HDTU: Why should a station repurpose its content using Flash video when there are a number of other Web video players, such as Windows Media, QuickTime and Real Player?
CH: The challenge that stations face is that there are no enforceable standards for video delivery on the Web today. The result? When you watch video on the Web today, you click a button, and nine out of 10 times you don’t get video to play. You get asked, “Do you want QuickTime or Real Player or Windows Media? Do you want small video files, or do you have broadband?” You can select downloads for your connection - 56k, 200k or 500k.
I know what my download speed is, but do my parents? No way. And the options for these players – they don’t know about those.
Imagine you go home and turn on TV, and instead of seeing “Survivor” you get a help screen. You would take the TV back. If video is ever going to be a success on the Web it needs to be terribly easier.
Flash solves this problem by providing a ubiquitous player. The Flash Player is installed on more than 98 percent of all connected desktops to which stations deliver video content and can rest assured that their Web viewers will have the same experience regardless of their platform or browser.
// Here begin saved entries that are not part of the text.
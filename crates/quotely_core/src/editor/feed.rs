//! Paged feed navigation state.
//!
//! # Responsibility
//! - Track the vertical pager over the composer page and saved entries.
//! - Re-anchor the focused page across store refreshes.
//!
//! # Invariants
//! - Page 0 is always the composer; entries follow newest-first.
//! - Paging clamps at both ends; it never wraps.
//! - After a refresh the focused entry is kept when it still exists,
//!   otherwise the pager clamps to the nearest remaining page.

use crate::model::quote::QuoteId;
use crate::repo::quote_repo::{QuoteRepository, RepoResult, SortOrder};
use crate::service::quote_service::QuoteService;

/// One page of the vertical feed.
#[derive(Debug, Clone, Copy, PartialEq, Eq)]
pub enum FeedPage {
    /// The new-entry editor page.
    Composer,
    /// A saved entry, shown in the full editor for on-the-fly edits.
    Entry(QuoteId),
}

/// Vertical pager over composer + history pages.
#[derive(Debug, Default)]
pub struct FeedPager {
    entries: Vec<QuoteId>,
    current: usize,
}

impl FeedPager {
    /// Creates an empty pager focused on the composer.
    pub fn new() -> Self {
        Self::default()
    }

    /// Re-queries the store and re-anchors the focused page.
    ///
    /// If the previously focused entry still exists the pager follows it to
    /// its new position. If it was deleted the pager stays at the same page
    /// number, which now holds the next remaining entry, clamped to the
    /// last page. The composer anchors to itself.
    pub fn refresh<R: QuoteRepository>(&mut self, service: &QuoteService<R>) -> RepoResult<()> {
        let anchor = self.current_entry_id();

        self.entries = service
            .feed(SortOrder::NewestFirst)?
            .into_iter()
            .map(|quote| quote.uuid)
            .collect();

        self.current = match anchor {
            None => 0,
            Some(id) => self
                .entries
                .iter()
                .position(|entry| *entry == id)
                .map(|index| index + 1)
                .unwrap_or_else(|| self.current.min(self.entries.len())),
        };

        Ok(())
    }

    /// Total number of pages, composer included.
    pub fn page_count(&self) -> usize {
        self.entries.len() + 1
    }

    /// The currently focused page.
    pub fn current_page(&self) -> FeedPage {
        if self.current == 0 {
            FeedPage::Composer
        } else {
            FeedPage::Entry(self.entries[self.current - 1])
        }
    }

    /// Scrolls one page down. Returns whether the focus moved.
    pub fn next_page(&mut self) -> bool {
        if self.current + 1 < self.page_count() {
            self.current += 1;
            true
        } else {
            false
        }
    }

    /// Scrolls one page up. Returns whether the focus moved.
    pub fn prev_page(&mut self) -> bool {
        if self.current > 0 {
            self.current -= 1;
            true
        } else {
            false
        }
    }

    /// Jumps back to the composer page.
    pub fn scroll_to_composer(&mut self) {
        self.current = 0;
    }

    fn current_entry_id(&self) -> Option<QuoteId> {
        if self.current == 0 {
            None
        } else {
            self.entries.get(self.current - 1).copied()
        }
    }
}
HDTU: So it’s easier for end users to use. What about stations that want to make sure people visiting their Web site will have a hassle-free viewing experience?
CH: When it just works for the end users, this means less customer support issues for the stations. It also reduces the development and QA costs for the stations since they don’t have to worry about multiple encoding and development efforts to reach multiple platforms on the Web. Flash can let content providers create it once and be able to deliver the content across platforms with the same great experience.
It also provides publishers with full creative control, and it delivers the ability to offer interactive video.
HDTU: Amazon just announced the use of Flash as the video engine for a short film competition. How does that fit in terms of applications for Flash that might assist broadcasters with Web distribution of content?
CH: I think it’s important for stations and broadcasters to understand that consumption of video differs slightly on the Web. If you look at typical usage of video on TV, it’s geared towards a lean back experience. You turn it on and can veg out for hours.
With video on the Web however, users expect more of a lean forward experience. They want shorter clips and to be able to interact with their video. Flash offers a way to add interactivity.
Adding interactivity is a great lesson we can learn from Amazon’s deployment of video. With the initial launch of Amazon Theater last December (prior to the latest contest), they offered five original films with unique interactivity. Inside the films, when the credits rolled, there were the names of the actors and actresses, but there also was the blouse that was worn or the cell phone that was used. Viewers could hover over the credit, click their mouse and be taken to the right page to buy the blouse. In other words, there were hot spots in the video. Flash enables this level of interactivity.
In another case, a customer offered viewers the chance to select various camera angles from different cameras. That’s a great application for sports coverage.
Flash supports both on-demand video, and it supports real-time video, live capture and display. It’s one of the best-kept secrets of display. Not only is there a high-quality decoder, but a high-quality encoder is also built into the ubiquitous Flash Player.